Furthermore, McLellan said, Dorsey failed to establish union representation for all four bargaining units within the allotted time period.
"Absent the agreement of the parties," he said, "there’s no authority for the arbitrator to do anything beyond the expiry date. Just like the milk in my fridge."
The government’s response to these issues was to address them through legislation.
All four unions involved have expressed or reserved the view to challenge Bill 1 under the freedom of association rights clause in the Charter of Rights and Freedoms, McLellan said.
NSGEU has also spoken out against the government’s proposed additional legislation, saying, "The NSGEU is prepared to take such unconstitutional legislation to the courts immediately."
The irony, McLellan said, is that the government’s efforts to streamline and cut costs could lead to a convoluted and expensive court battle. And while McLellan admitted there is "lots to be said by both sides," he believes the controversy surrounding the legislation is leading to misinformation.
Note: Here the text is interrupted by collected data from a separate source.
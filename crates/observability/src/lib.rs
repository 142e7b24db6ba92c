use std::sync::atomic::{AtomicU64, Ordering};
use std::sync::Arc;
use std::time::Duration;

use once_cell::sync::OnceCell;
use serde::Serialize;
use tracing_subscriber::EnvFilter;

static TRACING_INIT: OnceCell<()> = OnceCell::new();

#[derive(Debug, Default)]
pub struct AppMetrics {
    requests_total: AtomicU64,
    route_matches_total: AtomicU64,
    remote_answers_total: AtomicU64,
    remote_failures_total: AtomicU64,
    fallback_total: AtomicU64,
    total_latency_millis: AtomicU64,
}

#[derive(Debug, Clone, Serialize)]
pub struct MetricsSnapshot {
    pub requests_total: u64,
    pub route_matches_total: u64,
    pub remote_answers_total: u64,
    pub remote_failures_total: u64,
    pub fallback_total: u64,
    pub avg_latency_millis: f64,
}

impl AppMetrics {
    pub fn shared() -> Arc<Self> {
        Arc::new(Self::default())
    }

    pub fn inc_request(&self) {
        self.requests_total.fetch_add(1, Ordering::Relaxed);
    }

    pub fn inc_route_match(&self) {
        self.route_matches_total.fetch_add(1, Ordering::Relaxed);
    }

    pub fn inc_remote_answer(&self) {
        self.remote_answers_total.fetch_add(1, Ordering::Relaxed);
    }

    pub fn inc_remote_failure(&self) {
        self.remote_failures_total.fetch_add(1, Ordering::Relaxed);
    }

    pub fn inc_fallback(&self) {
        self.fallback_total.fetch_add(1, Ordering::Relaxed);
    }

    pub fn observe_latency(&self, duration: Duration) {
        self.total_latency_millis
            .fetch_add(duration.as_millis() as u64, Ordering::Relaxed);
    }

    pub fn snapshot(&self) -> MetricsSnapshot {
        let requests = self.requests_total.load(Ordering::Relaxed);
        let latency = self.total_latency_millis.load(Ordering::Relaxed);

        MetricsSnapshot {
            requests_total: requests,
            route_matches_total: self.route_matches_total.load(Ordering::Relaxed),
            remote_answers_total: self.remote_answers_total.load(Ordering::Relaxed),
            remote_failures_total: self.remote_failures_total.load(Ordering::Relaxed),
            fallback_total: self.fallback_total.load(Ordering::Relaxed),
            avg_latency_millis: if requests == 0 {
                0.0
            } else {
                latency as f64 / requests as f64
            },
        }
    }
}

/// Installs the JSON subscriber once per process. `RUST_LOG` overrides the
/// default filter.
pub fn init_tracing(service_name: &str) {
    TRACING_INIT.get_or_init(|| {
        let filter = EnvFilter::try_from_default_env().unwrap_or_else(|_| {
            EnvFilter::new(format!(
                "{}=info,kisan_api=info,kisan_assistant=info,kisan_llm=info",
                service_name
            ))
        });

        tracing_subscriber::fmt()
            .json()
            .with_env_filter(filter)
            .with_current_span(true)
            .with_span_list(true)
            .init();
    });
}
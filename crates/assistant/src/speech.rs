use std::future::Future;
use std::sync::atomic::{AtomicU64, Ordering};
use std::sync::Arc;

use kisan_core::LocaleTag;
use parking_lot::Mutex;
use thiserror::Error;
use tokio::sync::broadcast;
use tokio::task::JoinHandle;
use tracing::debug;

#[derive(Debug, Clone, PartialEq, Eq, Error)]
pub enum SpeechError {
    #[error("speech capability is unavailable")]
    Unavailable,
    #[error("speech recognition failed: {0}")]
    Recognition(String),
    #[error("speech synthesis failed: {0}")]
    Synthesis(String),
}

/// Text-to-speech engine provided by the platform.
pub trait SpeechSynthesizer: Send + Sync + 'static {
    /// Resolves when the utterance has finished playing.
    fn speak(
        &self,
        text: &str,
        locale: LocaleTag,
    ) -> impl Future<Output = Result<(), SpeechError>> + Send;

    /// Cuts off whatever the engine is currently playing.
    fn cancel(&self);
}

/// Single-shot speech-to-text provided by the platform.
pub trait SpeechRecognizer: Send + Sync {
    fn listen(&self, locale: LocaleTag)
        -> impl Future<Output = Result<String, SpeechError>> + Send;
}

#[derive(Debug, Clone, PartialEq, Eq)]
pub enum SpeechEvent {
    Started { utterance: u64 },
    Ended { utterance: u64 },
    Interrupted { utterance: u64 },
    Failed { utterance: u64, message: String },
}

struct InFlight {
    utterance: u64,
    handle: JoinHandle<()>,
}

/// Single-flight speech output: starting an utterance interrupts the one
/// still playing. Must be used inside a tokio runtime.
pub struct SpeechOutput<T> {
    engine: Arc<T>,
    in_flight: Mutex<Option<InFlight>>,
    next_utterance: AtomicU64,
    events: broadcast::Sender<SpeechEvent>,
}

impl<T> SpeechOutput<T>
where
    T: SpeechSynthesizer,
{
    pub fn new(engine: T) -> Self {
        let (events, _) = broadcast::channel(32);
        Self {
            engine: Arc::new(engine),
            in_flight: Mutex::new(None),
            next_utterance: AtomicU64::new(0),
            events,
        }
    }

    pub fn engine(&self) -> &T {
        &self.engine
    }

    pub fn subscribe(&self) -> broadcast::Receiver<SpeechEvent> {
        self.events.subscribe()
    }

    /// Starts speaking `text` and returns its utterance id.
    pub fn speak(&self, text: impl Into<String>, locale: LocaleTag) -> u64 {
        let utterance = self.next_utterance.fetch_add(1, Ordering::Relaxed) + 1;
        let mut guard = self.in_flight.lock();
        self.interrupt(guard.take());

        let engine = Arc::clone(&self.engine);
        let events = self.events.clone();
        let text = text.into();
        let handle = tokio::spawn(async move {
            let _ = events.send(SpeechEvent::Started { utterance });
            let event = match engine.speak(&text, locale).await {
                Ok(()) => SpeechEvent::Ended { utterance },
                Err(err) => SpeechEvent::Failed {
                    utterance,
                    message: err.to_string(),
                },
            };
            let _ = events.send(event);
        });

        debug!(utterance, locale = %locale, "utterance started");
        *guard = Some(InFlight { utterance, handle });
        utterance
    }

    /// Returns `true` if an utterance was cut off.
    pub fn stop(&self) -> bool {
        let in_flight = self.in_flight.lock().take();
        self.interrupt(in_flight)
    }

    pub fn is_speaking(&self) -> bool {
        self.in_flight
            .lock()
            .as_ref()
            .is_some_and(|in_flight| !in_flight.handle.is_finished())
    }

    fn interrupt(&self, in_flight: Option<InFlight>) -> bool {
        let Some(in_flight) = in_flight else {
            return false;
        };
        if in_flight.handle.is_finished() {
            return false;
        }

        in_flight.handle.abort();
        self.engine.cancel();
        let _ = self.events.send(SpeechEvent::Interrupted {
            utterance: in_flight.utterance,
        });
        debug!(utterance = in_flight.utterance, "utterance interrupted");
        true
    }
}

impl<T> Drop for SpeechOutput<T> {
    fn drop(&mut self) {
        if let Some(in_flight) = self.in_flight.get_mut().take() {
            in_flight.handle.abort();
        }
    }
}
mod resolver;
pub mod speech;

use std::sync::atomic::{AtomicU64, Ordering};
use std::sync::Arc;
use std::time::Instant;

use kisan_core::{Answer, IntentRouter, Language, LocaleTag, QueryKind, Route, Rulebook};
use kisan_llm::AnswerService;
use kisan_observability::AppMetrics;
use serde::Serialize;
use tracing::{info, instrument};

pub use resolver::ResponseResolver;
pub use speech::{SpeechError, SpeechEvent, SpeechOutput, SpeechRecognizer, SpeechSynthesizer};

/// Everything produced for one transcript.
#[derive(Debug, Clone, Serialize)]
pub struct AssistantTurn {
    /// Increases with every handled transcript; see [`VoiceAssistant::is_latest`].
    pub turn: u64,
    pub transcript: String,
    pub language: Language,
    pub locale: LocaleTag,
    pub route: Option<Route>,
    pub answer: Answer,
}

/// Runs the intent router and the response resolver over the same transcript.
/// The two results are independent of each other.
pub struct VoiceAssistant<S> {
    router: IntentRouter,
    resolver: ResponseResolver<S>,
    metrics: Arc<AppMetrics>,
    turns: AtomicU64,
}

impl<S> VoiceAssistant<S>
where
    S: AnswerService,
{
    pub fn new(rulebook: &Rulebook, remote: S, metrics: Arc<AppMetrics>) -> Self {
        Self {
            router: rulebook.router(),
            resolver: ResponseResolver::new(remote, rulebook.fallback_table(), metrics.clone()),
            metrics,
            turns: AtomicU64::new(0),
        }
    }

    pub fn router(&self) -> &IntentRouter {
        &self.router
    }

    pub fn resolver(&self) -> &ResponseResolver<S> {
        &self.resolver
    }

    pub fn resolve_route(&self, transcript: &str) -> Option<Route> {
        let route = self.router.resolve_route(transcript).cloned();
        if route.is_some() {
            self.metrics.inc_route_match();
        }
        route
    }

    pub async fn handle(&self, transcript: &str, language: Language) -> AssistantTurn {
        self.handle_as(QueryKind::Chat, transcript, language).await
    }

    #[instrument(skip(self, transcript), fields(kind = kind.as_str(), language = %language))]
    pub async fn handle_as(
        &self,
        kind: QueryKind,
        transcript: &str,
        language: Language,
    ) -> AssistantTurn {
        let started = Instant::now();
        let turn = self.turns.fetch_add(1, Ordering::SeqCst) + 1;
        self.metrics.inc_request();

        let route = self.resolve_route(transcript);
        let answer = self.resolver.answer_as(kind, transcript, language).await;

        self.metrics.observe_latency(started.elapsed());
        info!(
            turn,
            route = route.as_ref().map(Route::as_str).unwrap_or("-"),
            source = ?answer.source(),
            "transcript handled"
        );

        AssistantTurn {
            turn,
            transcript: transcript.to_string(),
            language,
            locale: LocaleTag::for_language(language),
            route,
            answer,
        }
    }

    /// Handles the transcript and speaks the answer, interrupting any
    /// utterance still playing.
    pub async fn handle_and_speak<T>(
        &self,
        transcript: &str,
        language: Language,
        speech: &SpeechOutput<T>,
    ) -> AssistantTurn
    where
        T: SpeechSynthesizer,
    {
        let turn = self.handle(transcript, language).await;
        speech.speak(turn.answer.text(), turn.locale);
        turn
    }

    /// Listens once and handles whatever was heard.
    pub async fn listen_and_handle<R>(
        &self,
        recognizer: &R,
        language: Language,
    ) -> Result<AssistantTurn, SpeechError>
    where
        R: SpeechRecognizer,
    {
        let transcript = recognizer.listen(LocaleTag::for_language(language)).await?;
        Ok(self.handle(&transcript, language).await)
    }

    /// Whether `turn` is the most recent one started. Callers use this to drop
    /// results of a slower, older turn that completes late.
    pub fn is_latest(&self, turn: u64) -> bool {
        self.turns.load(Ordering::SeqCst) == turn
    }
}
"Under this health care legislation — under the existing form and what’s likely to come — it suspends the right of employees to choose alternate unions only really for the period of the first collective agreements," he said.
"Come three years down the road if the health care employees prefer to be represented by CUPE, they have the right to go through the process with the labour board the change to CUPE, or to any other union. And that applies to all four of the bargaining units."
McLellan continued, "I think the government objective here was to create a period of stability to get things started. Then, after that period of time, the otherwise normal processes would apply to employee and unions."